EXCERPTED DATA -
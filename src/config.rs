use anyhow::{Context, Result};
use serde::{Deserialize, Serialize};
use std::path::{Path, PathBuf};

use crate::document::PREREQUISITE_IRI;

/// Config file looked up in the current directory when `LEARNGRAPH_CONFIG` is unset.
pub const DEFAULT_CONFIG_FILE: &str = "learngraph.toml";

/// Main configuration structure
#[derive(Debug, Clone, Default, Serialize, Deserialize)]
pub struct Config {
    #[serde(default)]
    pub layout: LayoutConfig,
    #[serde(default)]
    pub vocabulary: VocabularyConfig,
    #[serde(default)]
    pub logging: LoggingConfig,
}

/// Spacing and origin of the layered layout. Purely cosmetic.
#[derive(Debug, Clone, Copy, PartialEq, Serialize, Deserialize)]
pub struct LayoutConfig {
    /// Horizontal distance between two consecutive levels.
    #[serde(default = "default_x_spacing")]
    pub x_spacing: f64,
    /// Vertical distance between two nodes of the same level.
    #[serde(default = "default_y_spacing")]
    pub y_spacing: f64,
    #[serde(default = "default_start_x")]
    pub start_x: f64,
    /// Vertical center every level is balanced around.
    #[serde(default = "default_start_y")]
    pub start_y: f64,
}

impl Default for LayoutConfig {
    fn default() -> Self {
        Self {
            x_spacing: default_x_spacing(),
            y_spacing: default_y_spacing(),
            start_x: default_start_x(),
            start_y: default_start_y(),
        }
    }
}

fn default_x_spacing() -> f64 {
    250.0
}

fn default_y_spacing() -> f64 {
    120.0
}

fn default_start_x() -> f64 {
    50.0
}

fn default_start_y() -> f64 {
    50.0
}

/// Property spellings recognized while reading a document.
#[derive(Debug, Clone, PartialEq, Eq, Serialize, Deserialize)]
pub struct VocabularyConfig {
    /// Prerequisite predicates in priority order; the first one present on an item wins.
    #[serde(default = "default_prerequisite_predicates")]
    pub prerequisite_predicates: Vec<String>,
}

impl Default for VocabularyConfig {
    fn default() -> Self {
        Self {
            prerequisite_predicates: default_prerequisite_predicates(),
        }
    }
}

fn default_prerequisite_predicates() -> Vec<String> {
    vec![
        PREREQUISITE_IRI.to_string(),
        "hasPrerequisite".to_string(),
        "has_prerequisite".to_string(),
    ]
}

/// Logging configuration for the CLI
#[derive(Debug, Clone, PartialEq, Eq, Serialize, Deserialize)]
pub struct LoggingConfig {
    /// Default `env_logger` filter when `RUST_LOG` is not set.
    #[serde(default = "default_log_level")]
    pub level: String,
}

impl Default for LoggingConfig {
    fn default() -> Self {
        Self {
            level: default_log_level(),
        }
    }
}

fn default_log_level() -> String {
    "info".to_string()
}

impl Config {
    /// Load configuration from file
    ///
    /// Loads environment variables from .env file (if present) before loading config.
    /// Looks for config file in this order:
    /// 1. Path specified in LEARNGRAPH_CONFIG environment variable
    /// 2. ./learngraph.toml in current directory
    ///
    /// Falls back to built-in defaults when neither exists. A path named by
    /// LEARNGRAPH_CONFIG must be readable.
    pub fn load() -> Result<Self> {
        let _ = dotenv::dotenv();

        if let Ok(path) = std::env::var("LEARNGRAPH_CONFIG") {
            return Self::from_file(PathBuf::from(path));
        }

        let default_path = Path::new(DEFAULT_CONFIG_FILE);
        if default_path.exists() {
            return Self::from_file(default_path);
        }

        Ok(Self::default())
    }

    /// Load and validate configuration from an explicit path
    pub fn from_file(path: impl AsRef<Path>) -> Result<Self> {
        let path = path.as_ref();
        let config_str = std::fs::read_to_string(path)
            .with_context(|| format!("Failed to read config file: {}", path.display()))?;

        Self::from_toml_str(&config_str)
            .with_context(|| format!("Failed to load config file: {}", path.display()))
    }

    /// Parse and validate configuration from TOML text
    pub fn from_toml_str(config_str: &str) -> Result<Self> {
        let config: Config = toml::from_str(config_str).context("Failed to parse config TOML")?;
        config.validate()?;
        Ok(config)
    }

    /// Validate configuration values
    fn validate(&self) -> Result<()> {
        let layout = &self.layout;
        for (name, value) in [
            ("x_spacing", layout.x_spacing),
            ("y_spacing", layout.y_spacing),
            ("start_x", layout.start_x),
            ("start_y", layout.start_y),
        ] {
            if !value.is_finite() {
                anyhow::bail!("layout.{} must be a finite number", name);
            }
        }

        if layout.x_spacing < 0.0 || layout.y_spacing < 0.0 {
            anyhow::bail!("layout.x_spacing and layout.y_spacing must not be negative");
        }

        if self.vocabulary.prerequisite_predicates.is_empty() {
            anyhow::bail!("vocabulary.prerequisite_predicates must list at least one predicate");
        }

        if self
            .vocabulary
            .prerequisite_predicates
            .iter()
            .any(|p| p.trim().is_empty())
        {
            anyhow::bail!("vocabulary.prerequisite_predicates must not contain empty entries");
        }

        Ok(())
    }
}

TASK TO COMPLETE - The answer must be the full data, repeated word for word.

RESPONSE TO THIS TASK -
filename src/config.rs
use anyhow::{Context, Result};
use serde::{Deserialize, Serialize};
use std::path::{Path, PathBuf};

use crate::document::PREREQUISITE_IRI;

/// Config file looked up in the current directory when `LEARNGRAPH_CONFIG` is unset.
pub const DEFAULT_CONFIG_FILE: &str = "learngraph.toml";

/// Main configuration structure
#[derive(Debug, Clone, Default, Serialize, Deserialize)]
pub struct Config {
    #[serde(default)]
    pub layout: LayoutConfig,
    #[serde(default)]
    pub vocabulary: VocabularyConfig,
    #[serde(default)]
    pub logging: LoggingConfig,
}

/// Spacing and origin of the layered layout. Purely cosmetic.
#[derive(Debug, Clone, Copy, PartialEq, Serialize, Deserialize)]
pub struct LayoutConfig {
    /// Horizontal distance between two consecutive levels.
    #[serde(default = "default_x_spacing")]
    pub x_spacing: f64,
    /// Vertical distance between two nodes of the same level.
    #[serde(default = "default_y_spacing")]
    pub y_spacing: f64,
    #[serde(default = "default_start_x")]
    pub start_x: f64,
    /// Vertical center every level is balanced around.
    #[serde(default = "default_start_y")]
    pub start_y: f64,
}

impl Default for LayoutConfig {
    fn default() -> Self {
        Self {
            x_spacing: default_x_spacing(),
            y_spacing: default_y_spacing(),
            start_x: default_start_x(),
            start_y: default_start_y(),
        }
    }
}

fn default_x_spacing() -> f64 {
    250.0
}

fn default_y_spacing() -> f64 {
    120.0
}

fn default_start_x() -> f64 {
    50.0
}

fn default_start_y() -> f64 {
    50.0
}

/// Property spellings recognized while reading a document.
#[derive(Debug, Clone, PartialEq, Eq, Serialize, Deserialize)]
pub struct VocabularyConfig {
    /// Prerequisite predicates in priority order; the first one present on an item wins.
    #[serde(default = "default_prerequisite_predicates")]
    pub prerequisite_predicates: Vec<String>,
}

impl Default for VocabularyConfig {
    fn default() -> Self {
        Self {
            prerequisite_predicates: default_prerequisite_predicates(),
        }
    }
}

fn default_prerequisite_predicates() -> Vec<String> {
    vec![
        PREREQUISITE_IRI.to_string(),
        "hasPrerequisite".to_string(),
        "has_prerequisite".to_string(),
    ]
}

/// Logging configuration for the CLI
#[derive(Debug, Clone, PartialEq, Eq, Serialize, Deserialize)]
pub struct LoggingConfig {
    /// Default `env_logger` filter when `RUST_LOG` is not set.
    #[serde(default = "default_log_level")]
    pub level: String,
}

impl Default for LoggingConfig {
    fn default() -> Self {
        Self {
            level: default_log_level(),
        }
    }
}

fn default_log_level() -> String {
    "info".to_string()
}

impl Config {
    /// Load configuration from file
    ///
    /// Loads environment variables from .env file (if present) before loading config.
    /// Looks for config file in this order:
    /// 1. Path specified in LEARNGRAPH_CONFIG environment variable
    /// 2. ./learngraph.toml in current directory
    ///
    /// Falls back to built-in defaults when neither exists. A path named by
    /// LEARNGRAPH_CONFIG must be readable.
    pub fn load() -> Result<Self> {
        let _ = dotenv::dotenv();

        if let Ok(path) = std::env::var("LEARNGRAPH_CONFIG") {
            return Self::from_file(PathBuf::from(path));
        }

        let default_path = Path::new(DEFAULT_CONFIG_FILE);
        if default_path.exists() {
            return Self::from_file(default_path);
        }

        Ok(Self::default())
    }

    /// Load and validate configuration from an explicit path
    pub fn from_file(path: impl AsRef<Path>) -> Result<Self> {
        let path = path.as_ref();
        let config_str = std::fs::read_to_string(path)
            .with_context(|| format!("Failed to read config file: {}", path.display()))?;

        Self::from_toml_str(&config_str)
            .with_context(|| format!("Failed to load config file: {}", path.display()))
    }

    /// Parse and validate configuration from TOML text
    pub fn from_toml_str(config_str: &str) -> Result<Self> {
        let config: Config = toml::from_str(config_str).context("Failed to parse config TOML")?;
        config.validate()?;
        Ok(config)
    }

    /// Validate configuration values
    fn validate(&self) -> Result<()> {
        let layout = &self.layout;
        for (name, value) in [
            ("x_spacing", layout.x_spacing),
            ("y_spacing", layout.y_spacing),
            ("start_x", layout.start_x),
            ("start_y", layout.start_y),
        ] {
            if !value.is_finite() {
                anyhow::bail!("layout.{} must be a finite number", name);
            }
        }

        if layout.x_spacing < 0.0 || layout.y_spacing < 0.0 {
            anyhow::bail!("layout.x_spacing and layout.y_spacing must not be negative");
        }

        if self.vocabulary.prerequisite_predicates.is_empty() {
            anyhow::bail!("vocabulary.prerequisite_predicates must list at least one predicate");
        }

        if self
            .vocabulary
            .prerequisite_predicates
            .iter()
            .any(|p| p.trim().is_empty())
        {
            anyhow::bail!("vocabulary.prerequisite_predicates must not contain empty entries");
        }

        Ok(())
    }
}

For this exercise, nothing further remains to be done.